WORK INSTRUCTION:
Provide the number of lines in the entries below containing "mood", with no further words.

ENTRIES SHOWN:
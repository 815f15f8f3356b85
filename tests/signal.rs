use speculoos::prelude::*;

mod common;

use common::{park_pointer, rig, run_quiet, STEP, VIEWPORT};

#[test]
fn test_pupils_track_the_pointer_with_smoothing() {
    let mut rig = rig();
    park_pointer(&mut rig);

    // Jump to the right edge: the pupil target is +8, but the spring must
    // not snap there in a single tick
    rig.pointer_moved(VIEWPORT, VIEWPORT / 2.0);
    rig.tick(STEP);
    let first = rig.pose().pupils.x;
    assert_that!(&first).is_less_than(4.0);

    run_quiet(&mut rig, 3.0);
    assert_that!(&rig.pose().pupils.x).is_close_to(8.0, 0.2);
}

#[test]
fn test_head_and_body_tilt_ranges() {
    let mut rig = rig();
    park_pointer(&mut rig);

    // Bottom-right corner: head tilts toward the pointer, body leans less
    rig.pointer_moved(VIEWPORT, VIEWPORT);
    run_quiet(&mut rig, 3.0);

    let pose = rig.pose();
    assert_that!(&pose.head.y).is_close_to(15.0, 0.3);
    assert_that!(&pose.head.x).is_close_to(-15.0, 0.3);
    assert_that!(&pose.lean.y).is_close_to(5.0, 0.2);
    assert_that!(&pose.lean.x).is_close_to(-5.0, 0.2);
}

#[test]
fn test_out_of_viewport_coordinates_are_clamped() {
    let mut rig = rig();
    park_pointer(&mut rig);

    // A host reporting absurd coordinates must not produce runaway poses
    rig.pointer_moved(50_000.0, VIEWPORT / 2.0);
    run_quiet(&mut rig, 3.0);

    let pose = rig.pose();
    assert_that!(&pose.pupils.x).is_close_to(8.0, 0.2);
    assert_that!(&pose.head.y).is_close_to(15.0, 0.3);
}

#[test]
fn test_quiet_ticks_read_zero_velocity() {
    let mut rig = rig();

    // A hard swipe makes the mascot dizzy...
    common::shake_pointer(&mut rig);
    assert!(matches!(rig.mood(), aura::systems::Mood::Dizzy { .. }));

    // ...but the spike does not latch: after the spell and plenty of quiet
    // ticks the mood has to fall back instead of re-triggering forever
    run_quiet(&mut rig, 2.1);
    assert_eq!(rig.mood(), aura::systems::Mood::Normal);
}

ANSWER TO THIS TASK:
3